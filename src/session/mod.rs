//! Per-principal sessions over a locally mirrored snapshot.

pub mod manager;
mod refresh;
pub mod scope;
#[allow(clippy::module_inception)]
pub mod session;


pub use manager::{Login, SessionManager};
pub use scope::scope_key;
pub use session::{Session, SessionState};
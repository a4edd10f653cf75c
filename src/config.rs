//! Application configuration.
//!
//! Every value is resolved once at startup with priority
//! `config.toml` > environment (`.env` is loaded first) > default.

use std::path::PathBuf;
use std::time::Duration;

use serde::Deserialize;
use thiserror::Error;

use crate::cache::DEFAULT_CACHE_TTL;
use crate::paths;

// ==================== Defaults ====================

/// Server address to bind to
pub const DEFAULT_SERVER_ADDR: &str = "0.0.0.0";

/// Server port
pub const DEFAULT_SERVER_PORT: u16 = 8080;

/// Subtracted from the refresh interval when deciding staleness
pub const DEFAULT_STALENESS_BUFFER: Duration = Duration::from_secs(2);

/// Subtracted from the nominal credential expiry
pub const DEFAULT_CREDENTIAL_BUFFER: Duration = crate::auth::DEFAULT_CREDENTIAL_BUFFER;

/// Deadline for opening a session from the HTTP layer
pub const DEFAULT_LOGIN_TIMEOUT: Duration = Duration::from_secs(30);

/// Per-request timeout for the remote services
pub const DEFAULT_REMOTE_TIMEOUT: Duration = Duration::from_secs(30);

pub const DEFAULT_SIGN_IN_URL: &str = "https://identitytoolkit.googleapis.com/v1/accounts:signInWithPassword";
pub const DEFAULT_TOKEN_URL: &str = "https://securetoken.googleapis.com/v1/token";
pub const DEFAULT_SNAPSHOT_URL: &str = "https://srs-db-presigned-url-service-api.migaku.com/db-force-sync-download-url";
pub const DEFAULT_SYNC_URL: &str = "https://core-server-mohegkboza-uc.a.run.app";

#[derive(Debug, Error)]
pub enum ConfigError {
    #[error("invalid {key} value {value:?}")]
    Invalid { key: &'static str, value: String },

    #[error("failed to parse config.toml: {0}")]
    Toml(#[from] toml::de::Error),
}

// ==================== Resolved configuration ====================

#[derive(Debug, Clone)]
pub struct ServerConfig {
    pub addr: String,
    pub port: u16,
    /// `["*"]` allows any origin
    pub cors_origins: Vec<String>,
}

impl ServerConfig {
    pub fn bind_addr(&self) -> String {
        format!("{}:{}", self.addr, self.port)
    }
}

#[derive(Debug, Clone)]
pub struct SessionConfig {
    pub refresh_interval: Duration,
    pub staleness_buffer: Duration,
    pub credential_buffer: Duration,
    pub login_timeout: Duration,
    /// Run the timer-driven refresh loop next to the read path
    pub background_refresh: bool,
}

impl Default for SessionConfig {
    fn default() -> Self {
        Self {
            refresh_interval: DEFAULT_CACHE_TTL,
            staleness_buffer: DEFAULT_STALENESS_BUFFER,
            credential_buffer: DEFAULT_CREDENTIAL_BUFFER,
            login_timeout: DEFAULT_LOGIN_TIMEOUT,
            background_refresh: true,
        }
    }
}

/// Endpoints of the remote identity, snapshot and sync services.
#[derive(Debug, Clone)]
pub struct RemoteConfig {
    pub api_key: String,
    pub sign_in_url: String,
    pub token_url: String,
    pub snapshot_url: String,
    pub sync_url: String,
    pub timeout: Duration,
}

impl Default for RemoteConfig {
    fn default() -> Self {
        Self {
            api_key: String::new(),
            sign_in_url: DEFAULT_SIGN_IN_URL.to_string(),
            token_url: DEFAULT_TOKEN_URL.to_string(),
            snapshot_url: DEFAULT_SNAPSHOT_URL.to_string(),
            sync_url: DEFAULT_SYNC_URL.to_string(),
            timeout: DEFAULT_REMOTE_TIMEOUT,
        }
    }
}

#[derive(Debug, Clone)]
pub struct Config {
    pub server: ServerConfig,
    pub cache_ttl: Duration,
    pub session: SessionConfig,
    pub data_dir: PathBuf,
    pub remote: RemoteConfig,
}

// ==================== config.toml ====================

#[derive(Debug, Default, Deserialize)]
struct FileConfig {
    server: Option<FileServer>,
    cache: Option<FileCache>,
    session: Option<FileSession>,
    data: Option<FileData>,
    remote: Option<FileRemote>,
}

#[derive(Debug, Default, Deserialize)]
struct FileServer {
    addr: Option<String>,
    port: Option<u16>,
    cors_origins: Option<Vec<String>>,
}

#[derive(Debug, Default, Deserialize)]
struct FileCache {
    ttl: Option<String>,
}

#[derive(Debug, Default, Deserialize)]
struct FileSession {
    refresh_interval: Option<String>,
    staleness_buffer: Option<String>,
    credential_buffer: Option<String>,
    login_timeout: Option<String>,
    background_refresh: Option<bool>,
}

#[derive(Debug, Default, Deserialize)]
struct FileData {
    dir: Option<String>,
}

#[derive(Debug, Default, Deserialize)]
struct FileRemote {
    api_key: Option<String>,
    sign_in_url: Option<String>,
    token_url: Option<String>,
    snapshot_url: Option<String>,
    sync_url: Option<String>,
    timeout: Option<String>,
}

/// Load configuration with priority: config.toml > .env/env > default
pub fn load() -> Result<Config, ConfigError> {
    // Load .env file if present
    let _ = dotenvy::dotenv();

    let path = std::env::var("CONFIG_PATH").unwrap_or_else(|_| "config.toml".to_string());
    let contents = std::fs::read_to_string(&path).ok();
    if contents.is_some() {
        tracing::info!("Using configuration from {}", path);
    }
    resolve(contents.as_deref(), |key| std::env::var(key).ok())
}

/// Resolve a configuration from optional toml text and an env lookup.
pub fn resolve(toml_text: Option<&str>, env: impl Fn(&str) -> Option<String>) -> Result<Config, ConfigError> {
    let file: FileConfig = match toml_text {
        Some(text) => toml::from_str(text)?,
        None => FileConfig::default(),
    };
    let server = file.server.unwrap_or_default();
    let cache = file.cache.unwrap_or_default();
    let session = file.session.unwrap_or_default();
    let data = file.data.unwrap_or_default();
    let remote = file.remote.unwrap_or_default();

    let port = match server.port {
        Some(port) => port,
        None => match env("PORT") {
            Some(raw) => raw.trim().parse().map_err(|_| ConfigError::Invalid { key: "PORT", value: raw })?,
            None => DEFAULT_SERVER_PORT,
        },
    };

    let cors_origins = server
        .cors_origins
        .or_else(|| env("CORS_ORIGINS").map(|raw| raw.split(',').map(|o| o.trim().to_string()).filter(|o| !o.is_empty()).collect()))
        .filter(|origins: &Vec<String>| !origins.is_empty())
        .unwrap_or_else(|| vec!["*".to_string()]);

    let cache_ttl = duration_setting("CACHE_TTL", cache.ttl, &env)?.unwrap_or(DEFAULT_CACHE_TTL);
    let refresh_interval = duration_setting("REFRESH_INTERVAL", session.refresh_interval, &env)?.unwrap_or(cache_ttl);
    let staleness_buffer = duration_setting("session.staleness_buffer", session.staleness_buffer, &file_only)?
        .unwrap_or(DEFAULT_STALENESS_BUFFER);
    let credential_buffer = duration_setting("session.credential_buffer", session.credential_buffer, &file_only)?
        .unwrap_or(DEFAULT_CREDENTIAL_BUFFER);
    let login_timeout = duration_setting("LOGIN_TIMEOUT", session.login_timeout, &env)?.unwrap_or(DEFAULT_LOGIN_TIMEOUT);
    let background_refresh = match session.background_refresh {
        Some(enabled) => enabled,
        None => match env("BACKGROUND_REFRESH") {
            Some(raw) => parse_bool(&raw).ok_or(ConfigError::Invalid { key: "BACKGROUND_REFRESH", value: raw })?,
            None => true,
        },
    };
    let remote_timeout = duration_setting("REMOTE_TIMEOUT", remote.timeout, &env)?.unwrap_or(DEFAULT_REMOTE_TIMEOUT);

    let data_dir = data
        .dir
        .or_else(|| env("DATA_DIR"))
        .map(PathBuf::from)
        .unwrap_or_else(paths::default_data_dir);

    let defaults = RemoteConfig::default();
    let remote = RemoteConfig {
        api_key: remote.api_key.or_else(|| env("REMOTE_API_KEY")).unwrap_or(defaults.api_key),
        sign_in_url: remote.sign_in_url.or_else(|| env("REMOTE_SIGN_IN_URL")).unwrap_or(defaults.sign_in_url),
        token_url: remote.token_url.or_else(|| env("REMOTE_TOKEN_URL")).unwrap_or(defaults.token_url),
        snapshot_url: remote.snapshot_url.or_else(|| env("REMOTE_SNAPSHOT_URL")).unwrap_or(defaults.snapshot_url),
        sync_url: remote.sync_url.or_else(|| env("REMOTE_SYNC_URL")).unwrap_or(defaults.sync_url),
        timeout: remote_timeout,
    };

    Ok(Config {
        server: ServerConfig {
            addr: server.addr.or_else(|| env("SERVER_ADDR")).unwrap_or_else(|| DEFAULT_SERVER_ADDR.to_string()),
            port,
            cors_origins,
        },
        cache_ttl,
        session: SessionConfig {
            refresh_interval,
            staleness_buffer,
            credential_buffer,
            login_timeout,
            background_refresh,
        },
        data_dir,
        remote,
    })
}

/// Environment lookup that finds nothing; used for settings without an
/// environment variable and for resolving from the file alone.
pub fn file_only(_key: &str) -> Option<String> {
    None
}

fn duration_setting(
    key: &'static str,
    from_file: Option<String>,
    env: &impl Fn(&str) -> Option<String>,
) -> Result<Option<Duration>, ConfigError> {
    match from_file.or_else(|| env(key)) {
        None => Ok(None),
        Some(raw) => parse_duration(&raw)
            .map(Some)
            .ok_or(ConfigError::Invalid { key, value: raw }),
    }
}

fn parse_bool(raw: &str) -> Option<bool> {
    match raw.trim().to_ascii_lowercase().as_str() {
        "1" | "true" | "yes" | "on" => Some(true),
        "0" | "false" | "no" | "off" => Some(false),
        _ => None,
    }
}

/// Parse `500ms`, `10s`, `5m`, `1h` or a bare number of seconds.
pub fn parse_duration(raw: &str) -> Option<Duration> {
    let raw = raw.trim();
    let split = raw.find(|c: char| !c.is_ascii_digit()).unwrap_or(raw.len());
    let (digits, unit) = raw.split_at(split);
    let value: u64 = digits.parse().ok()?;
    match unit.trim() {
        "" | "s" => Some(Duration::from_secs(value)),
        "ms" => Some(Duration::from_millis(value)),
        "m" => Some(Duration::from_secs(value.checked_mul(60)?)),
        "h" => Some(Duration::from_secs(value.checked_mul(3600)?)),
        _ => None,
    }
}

**Task instructions:** This exercise requires the lines of the entries containing the string "PathBuf".

**Output of the task:**
use std::path::PathBuf;
    pub data_dir: PathBuf,
        .map(PathBuf::from)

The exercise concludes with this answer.